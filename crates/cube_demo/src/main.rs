//! Hello, cube! -- a spinning cube with hot-swappable shader programs.
//!
//! winit drives the event loop via `ApplicationHandler` with `ControlFlow::Poll`,
//! so a redraw is requested every time the loop goes idle. Each
//! `RedrawRequested` runs one frame (see `ApplicationState::frame`):
//!
//!   1. Sample the clock and refresh the rolling frame statistics
//!   2. Spin the cube by the elapsed time
//!   3. Upload the uniforms the bound program declares and draw
//!
//! Keys `0`-`9` rebuild the program from the matching shader slot. A failed
//! build logs the compiler output and keeps the current program. `Escape`
//! or closing the window ends the loop.

mod controls;
mod error;
mod frame_loop;
mod state;

use std::path::Path;

use winit::application::ApplicationHandler;
use winit::event::{ElementState, WindowEvent};
use winit::event_loop::{ActiveEventLoop, ControlFlow, EventLoop};
use winit::keyboard::PhysicalKey;
use winit::window::WindowId;

use controls::{map_key, STARTUP_SHADERS};
use cube_core::logging::{init_logging, LoggingConfig};
use cube_platform::window::PlatformConfig;
use error::InitError;
use state::ApplicationState;

struct App {
    state: ApplicationState,
    init_error: Option<InitError>,
}

impl App {
    fn new() -> Self {
        Self {
            state: ApplicationState::new(PlatformConfig::default()),
            init_error: None,
        }
    }
}

impl ApplicationHandler for App {
    fn resumed(&mut self, event_loop: &ActiveEventLoop) {
        if self.state.is_initialized() {
            return;
        }
        if let Err(err) = self.state.initialize(event_loop) {
            self.state.destroy();
            self.init_error = Some(err);
            event_loop.exit();
            return;
        }

        let ok = self.state.set_shader_program(
            Path::new(STARTUP_SHADERS.vertex),
            Path::new(STARTUP_SHADERS.fragment),
        );
        if !ok {
            log::warn!("something wrong with our shaders, rendering without a program");
        }
        log::info!("entering main loop");
    }

    fn about_to_wait(&mut self, _event_loop: &ActiveEventLoop) {
        self.state.request_redraw();
    }

    fn window_event(
        &mut self,
        event_loop: &ActiveEventLoop,
        _window_id: WindowId,
        event: WindowEvent,
    ) {
        let state = &mut self.state;

        match event {
            WindowEvent::CloseRequested => state.frame_loop.request_close(),

            WindowEvent::Resized(size) => state.resize(size.width, size.height),

            WindowEvent::KeyboardInput { event, .. } => {
                if let PhysicalKey::Code(key_code) = event.physical_key {
                    if let Some(key) = map_key(key_code) {
                        state.handle_key(key, event.state == ElementState::Pressed);
                    }
                }
            }

            WindowEvent::Focused(false) => state.focus_lost(),

            WindowEvent::RedrawRequested => state.frame(),

            _ => {}
        }

        if !state.frame_loop.is_running() {
            event_loop.exit();
        }
    }

    fn exiting(&mut self, _event_loop: &ActiveEventLoop) {
        self.state.report_summary();
        self.state.destroy();
    }
}

fn run() -> Result<(), InitError> {
    init_logging(LoggingConfig::default());

    let event_loop = EventLoop::new()?;
    event_loop.set_control_flow(ControlFlow::Poll);

    let mut app = App::new();
    event_loop.run_app(&mut app)?;
    match app.init_error.take() {
        Some(err) => Err(err),
        None => Ok(()),
    }
}

fn main() {
    if let Err(err) = run() {
        log::error!("{err}");
        std::process::exit(1);
    }
}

§ **WHAT YOU SHOULD DO**
Quote all of the entries verbatim.

§ **EXERCISE OUTPUT**
filename crates/cube_demo/src/main.rs
//! Hello, cube! -- a spinning cube with hot-swappable shader programs.
//!
//! winit drives the event loop via `ApplicationHandler` with `ControlFlow::Poll`,
//! so a redraw is requested every time the loop goes idle. Each
//! `RedrawRequested` runs one frame (see `ApplicationState::frame`):
//!
//!   1. Sample the clock and refresh the rolling frame statistics
//!   2. Spin the cube by the elapsed time
//!   3. Upload the uniforms the bound program declares and draw
//!
//! Keys `0`-`9` rebuild the program from the matching shader slot. A failed
//! build logs the compiler output and keeps the current program. `Escape`
//! or closing the window ends the loop.

mod controls;
mod error;
mod frame_loop;
mod state;

use std::path::Path;

use winit::application::ApplicationHandler;
use winit::event::{ElementState, WindowEvent};
use winit::event_loop::{ActiveEventLoop, ControlFlow, EventLoop};
use winit::keyboard::PhysicalKey;
use winit::window::WindowId;

use controls::{map_key, STARTUP_SHADERS};
use cube_core::logging::{init_logging, LoggingConfig};
use cube_platform::window::PlatformConfig;
use error::InitError;
use state::ApplicationState;

struct App {
    state: ApplicationState,
    init_error: Option<InitError>,
}

impl App {
    fn new() -> Self {
        Self {
            state: ApplicationState::new(PlatformConfig::default()),
            init_error: None,
        }
    }
}

impl ApplicationHandler for App {
    fn resumed(&mut self, event_loop: &ActiveEventLoop) {
        if self.state.is_initialized() {
            return;
        }
        if let Err(err) = self.state.initialize(event_loop) {
            self.state.destroy();
            self.init_error = Some(err);
            event_loop.exit();
            return;
        }

        let ok = self.state.set_shader_program(
            Path::new(STARTUP_SHADERS.vertex),
            Path::new(STARTUP_SHADERS.fragment),
        );
        if !ok {
            log::warn!("something wrong with our shaders, rendering without a program");
        }
        log::info!("entering main loop");
    }

    fn about_to_wait(&mut self, _event_loop: &ActiveEventLoop) {
        self.state.request_redraw();
    }

    fn window_event(
        &mut self,
        event_loop: &ActiveEventLoop,
        _window_id: WindowId,
        event: WindowEvent,
    ) {
        let state = &mut self.state;

        match event {
            WindowEvent::CloseRequested => state.frame_loop.request_close(),

            WindowEvent::Resized(size) => state.resize(size.width, size.height),

            WindowEvent::KeyboardInput { event, .. } => {
                if let PhysicalKey::Code(key_code) = event.physical_key {
                    if let Some(key) = map_key(key_code) {
                        state.handle_key(key, event.state == ElementState::Pressed);
                    }
                }
            }

            WindowEvent::Focused(false) => state.focus_lost(),

            WindowEvent::RedrawRequested => state.frame(),

            _ => {}
        }

        if !state.frame_loop.is_running() {
            event_loop.exit();
        }
    }

    fn exiting(&mut self, _event_loop: &ActiveEventLoop) {
        self.state.report_summary();
        self.state.destroy();
    }
}

fn run() -> Result<(), InitError> {
    init_logging(LoggingConfig::default());

    let event_loop = EventLoop::new()?;
    event_loop.set_control_flow(ControlFlow::Poll);

    let mut app = App::new();
    event_loop.run_app(&mut app)?;
    match app.init_error.take() {
        Some(err) => Err(err),
        None => Ok(()),
    }
}

fn main() {
    if let Err(err) = run() {
        log::error!("{err}");
        std::process::exit(1);
    }
}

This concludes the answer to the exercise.